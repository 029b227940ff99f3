// Copyright (c) 2024-2025 Jesse Morgan
// Licensed under the MIT License. See LICENSE file for details.

//! Line editor for the admin shell.
//!
//! Wraps rustyline with the shell completer, a persistent history file
//! and a prompt that shows the session time left.

use anyhow::{Context, Result};
use rustyline::history::DefaultHistory;
use rustyline::{ColorMode, CompletionType, Config, EditMode, Editor};
use std::path::{Path, PathBuf};

use super::completer::ShellCompleter;

/// History file name in the data directory.
const HISTORY_FILE: &str = "history.txt";

const MAX_HISTORY_ENTRIES: usize = 500;

/// Remaining session time at or below which the prompt turns yellow.
const LOW_TIME_SECS: i64 = 5 * 60;

pub struct InteractiveInput {
    editor: Editor<ShellCompleter, DefaultHistory>,
    history_path: PathBuf,
}

impl InteractiveInput {
    pub fn new(data_dir: &Path) -> Result<Self> {
        let config = Config::builder()
            .history_ignore_space(true)
            .history_ignore_dups(true)?
            .completion_type(CompletionType::List)
            .edit_mode(EditMode::Emacs)
            .color_mode(ColorMode::Enabled)
            .auto_add_history(true)
            .max_history_size(MAX_HISTORY_ENTRIES)?
            .build();

        let mut editor = Editor::with_config(config).context("Failed to create input editor")?;
        editor.set_helper(Some(ShellCompleter::new()));
        editor.bind_sequence(
            rustyline::KeyEvent::new('\t', rustyline::Modifiers::NONE),
            rustyline::Cmd::Complete,
        );

        let history_path = data_dir.join(HISTORY_FILE);
        if history_path.exists() {
            let _ = editor.load_history(&history_path);
        }

        Ok(Self {
            editor,
            history_path,
        })
    }

    pub fn set_pages(&mut self, pages: Vec<String>) {
        if let Some(helper) = self.editor.helper_mut() {
            helper.set_pages(pages);
        }
    }

    pub fn set_media_ids(&mut self, ids: Vec<String>) {
        if let Some(helper) = self.editor.helper_mut() {
            helper.set_media_ids(ids);
        }
    }

    /// Read a line of input.
    ///
    /// Returns `Ok(Some(line))` on input, `Ok(Some(""))` on Ctrl+C and
    /// `Ok(None)` on EOF (Ctrl+D).
    pub fn read_line(&mut self, prompt: &str) -> Result<Option<String>> {
        match self.editor.readline(prompt) {
            Ok(line) => {
                self.save_history();
                Ok(Some(line))
            }
            Err(rustyline::error::ReadlineError::Interrupted) => Ok(Some(String::new())),
            Err(rustyline::error::ReadlineError::Eof) => Ok(None),
            Err(e) => Err(anyhow::anyhow!("Input error: {}", e)),
        }
    }

    /// Read a line with the session time left appended to the prompt.
    pub fn read_line_with_time(
        &mut self,
        base_prompt: &str,
        remaining_secs: i64,
    ) -> Result<Option<String>> {
        self.read_line(&format!("{} {} ", base_prompt, time_indicator(remaining_secs)))
    }

    fn save_history(&mut self) {
        if let Some(parent) = self.history_path.parent() {
            let _ = std::fs::create_dir_all(parent);
        }
        let _ = self.editor.save_history(&self.history_path);
    }
}

/// `[h:mm:ss]`, yellow when little time is left.
fn time_indicator(remaining_secs: i64) -> String {
    let secs = remaining_secs.max(0);
    let text = format!("[{}:{:02}:{:02}]", secs / 3600, (secs % 3600) / 60, secs % 60);
    if secs <= LOW_TIME_SECS {
        format!("\x1b[33m{}\x1b[0m", text)
    } else {
        format!("\x1b[90m{}\x1b[0m", text)
    }
}

#[cfg(test)]
mod tests {
    use super::*;

    #[test]
    fn test_time_indicator() {
        assert_eq!(time_indicator(7200), "\x1b[90m[2:00:00]\x1b[0m");
        assert_eq!(time_indicator(125), "\x1b[33m[0:02:05]\x1b[0m");
        assert_eq!(time_indicator(-3), "\x1b[33m[0:00:00]\x1b[0m");
    }
}
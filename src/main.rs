// Copyright (c) 2024-2025 Jesse Morgan
// Licensed under the MIT License. See LICENSE file for details.

use anyhow::{Context, Result};
use chrono::{DateTime, Local, Utc};
use clap::{Parser, Subcommand};
use colored::Colorize;
use inquire::{Confirm, InquireError, Password, Text};
use std::fs;
use std::path::{Path, PathBuf};
use tracing_subscriber::{layer::SubscriberExt, util::SubscriberInitExt};

use siteguard::cli::{parse_command, show_help, InteractiveInput, ShellCommand};
use siteguard::clock::{Clock, SystemClock};
use siteguard::config::{default_data_dir, GuardConfig};
use siteguard::content::archive::{backup_file_name, export_file_name};
use siteguard::content::collections::{
    collections_file_name, item_id, item_status, item_title, CollectionKind, ContentItem,
    FieldType,
};
use siteguard::content::media::mime_from_name;
use siteguard::content::{ContentRepository, MediaDetails};
use siteguard::error::{plural, AttemptError};
use siteguard::security::{
    hash_secret, password_strength, GuardEvent, Session, SessionGuard, DEFAULT_ADMIN_IDENTIFIER,
};
use siteguard::store::{JsonFileStore, MemoryStore};
use siteguard::utils::{format_megabytes, format_wait, mask_sensitive};

const VERSION: &str = env!("CARGO_PKG_VERSION");

/// File holding the durable key space inside the data directory.
const DURABLE_STORE_FILE: &str = "local_storage.json";

/// Entries of the activity feed shown by `activity`.
const RECENT_ACTIVITY: usize = 5;

/// Exit codes following sysexits.h conventions
mod exit_codes {
    /// Temporary failure - account locked, try again later
    pub const TEMP_FAIL: i32 = 75;
}
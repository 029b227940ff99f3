// Copyright (c) 2024-2025 Jesse Morgan / Morgan Forge
// SPDX-License-Identifier: AGPL-3.0-or-later

//! Backup and export documents.
//!
//! Both are pretty-printed JSON with a `version` of `"1.0.0"`. A backup holds
//! content and media and replaces both on restore; an export holds content
//! and the page catalogue and is merged on import.

use chrono::{DateTime, Utc};
use serde::{Deserialize, Serialize};

use super::media::MediaItem;
use super::{ContentData, PageRef};

pub const ARCHIVE_VERSION: &str = "1.0.0";

#[derive(Debug, Clone, PartialEq, Serialize, Deserialize)]
#[serde(rename_all = "camelCase")]
pub struct Backup {
    pub timestamp: DateTime<Utc>,
    #[serde(default)]
    pub content_data: ContentData,
    #[serde(default)]
    pub media_files: Vec<MediaItem>,
    #[serde(default = "default_version")]
    pub version: String,
}

#[derive(Debug, Clone, PartialEq, Serialize, Deserialize)]
#[serde(rename_all = "camelCase")]
pub struct ContentExport {
    pub timestamp: DateTime<Utc>,
    pub content_data: ContentData,
    #[serde(default)]
    pub pages: Vec<PageRef>,
    #[serde(default = "default_version")]
    pub version: String,
}

fn default_version() -> String {
    ARCHIVE_VERSION.to_string()
}

/// File name offered for a backup taken at `now`.
pub fn backup_file_name(now: DateTime<Utc>) -> String {
    format!("admin-backup-{}.json", now.format("%Y-%m-%d"))
}

/// File name offered for an export taken at `now`.
pub fn export_file_name(now: DateTime<Utc>) -> String {
    format!("content-export-{}.json", now.format("%Y-%m-%d"))
}
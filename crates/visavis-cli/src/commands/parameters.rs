use crate::cli::ParametersArgs;
use crate::error::{CliError, Result};
use std::path::Path;
use tracing::info;
use visavis::core::models::parameters::Parameters;

pub async fn run(args: ParametersArgs) -> Result<()> {
    let parameters = Parameters::default();
    match &args.output {
        Some(path) => {
            write_defaults(&parameters, path, args.force)?;
            println!("✓ Default parameters written to: {}", path.display());
        }
        None => {
            let value = serde_json::to_value(&parameters).map_err(|e| CliError::Other(e.into()))?;
            let pretty =
                serde_json::to_string_pretty(&value).map_err(|e| CliError::Other(e.into()))?;
            println!("{}", pretty);
        }
    }
    Ok(())
}

fn write_defaults(parameters: &Parameters, path: &Path, force: bool) -> Result<()> {
    if path.exists() && !force {
        return Err(CliError::Argument(format!(
            "'{}' already exists. Use --force to overwrite it.",
            path.display()
        )));
    }
    info!("Writing default parameters to {:?}", path);
    parameters.write_json(path)?;
    Ok(())
}
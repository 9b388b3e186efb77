use crate::cli::AnalyzeArgs;
use crate::error::{CliError, Result};
use crate::utils::parser;
use std::fmt::{self, Write};
use tracing::info;
use visavis::results::{ActivationMatrix, HourSummary, ResultStore};

const STATE_COMBINATIONS: [(bool, bool); 4] =
    [(true, true), (true, false), (false, true), (false, false)];

pub async fn run(args: AnalyzeArgs) -> Result<()> {
    let ks_pairs = parse_pairs(&args.ks)?;
    let neighbor_pairs = parse_pairs(&args.neighbor_ks)?;

    info!("Loading results from {:?}", &args.directory);
    let store = tokio::task::block_in_place(|| ResultStore::load(&args.directory))?;

    let hours = match args.hour {
        Some(hour) => vec![hour],
        None => store.hours(),
    };
    if hours.is_empty() {
        println!("No timepoints observed in {}", args.directory.display());
        return Ok(());
    }

    let report = render_report(
        &store,
        &hours,
        &ks_pairs,
        &neighbor_pairs,
        args.pairwise,
        args.summary,
    )?;
    print!("{}", report);
    Ok(())
}

fn parse_pairs(texts: &[String]) -> Result<Vec<(String, String)>> {
    texts
        .iter()
        .map(|text| {
            parser::parse_attribute_pair(text)
                .map(|(a, b)| (a.to_string(), b.to_string()))
                .map_err(|e| CliError::Argument(e.to_string()))
        })
        .collect()
}

fn format_statistic(value: f64) -> String {
    if value.is_nan() {
        "NaN".to_string()
    } else {
        format!("{:+.4}", value)
    }
}

fn render_report(
    store: &ResultStore,
    hours: &[f64],
    ks_pairs: &[(String, String)],
    neighbor_pairs: &[(String, String)],
    pairwise: bool,
    summary: bool,
) -> Result<String> {
    let mut out = String::new();
    let bare = ks_pairs.is_empty() && neighbor_pairs.is_empty() && !pairwise && !summary;

    for &hour in hours {
        writeln!(out, "t = {}h", hour)?;
        if bare {
            writeln!(
                out,
                "  {} cell(s), {} directed neighbor pair(s)",
                store.at(hour).len(),
                store.neighbors_at(hour).len()
            )?;
        }
        for (a, b) in ks_pairs {
            let value = store.ks_at_hour(a, b, hour)?;
            writeln!(out, "  ks({}, {}) = {}", a, b, format_statistic(value))?;
        }
        for (a, b) in neighbor_pairs {
            let value = store.neighbor_ks_at_hour(a, b, hour)?;
            writeln!(
                out,
                "  neighbor_ks({}, {}) = {}",
                a,
                b,
                format_statistic(value)
            )?;
        }
        if summary {
            render_summary(&mut out, &store.summary(hour)?)?;
        }
        if pairwise {
            for (active_x, active_y) in STATE_COMBINATIONS {
                let matrix = store.pairwise_activation_matrix(hour, active_x, active_y)?;
                render_matrix(&mut out, &matrix)?;
            }
        }
    }
    Ok(out)
}

fn render_summary(out: &mut String, summary: &HourSummary) -> fmt::Result {
    let permille = |count: u64| {
        if summary.fields == 0 {
            f64::NAN
        } else {
            1000.0 * count as f64 / summary.fields as f64
        }
    };

    for levels in &summary.levels {
        for (level, &count) in levels.counts.iter().enumerate() {
            let marker = if level as f64 >= levels.threshold { "*" } else { " " };
            writeln!(
                out,
                "  {}{:<6} {}: {:>5.0} ({})",
                marker,
                levels.molecule,
                level,
                permille(count),
                count
            )?;
        }
    }
    writeln!(out, "   fields: {}", summary.fields)?;
    writeln!(out, "   dead: {:.0} ({})", permille(summary.dead), summary.dead)?;
    if let Some(mean) = summary.mean_ifne_upper {
        writeln!(out, "   IFNeU/node: {:.0}", mean)?;
    }
    if let Some(mean) = summary.mean_ifne_lower {
        writeln!(out, "   IFNeL/node: {:.0}", mean)?;
    }
    Ok(())
}

fn render_matrix(out: &mut String, matrix: &ActivationMatrix) -> fmt::Result {
    let state = |active: bool| if active { "active" } else { "inactive" };
    writeln!(
        out,
        "  y {} / x {} (permille of {} field(s))",
        state(matrix.active_y()),
        state(matrix.active_x()),
        matrix.fields()
    )?;
    for cell in matrix.lower_triangle() {
        writeln!(out, "    {:<6} {:<6} {:>6.1}", cell.y, cell.x, cell.value)?;
    }
    Ok(())
}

★ ★ ★

Lines of the listing above that contain the word "ReadlineError" must all be copied.

            Err(rustyline::error::ReadlineError::Interrupted) => Ok(Some(String::new())),
            Err(rustyline::error::ReadlineError::Eof) => Ok(None),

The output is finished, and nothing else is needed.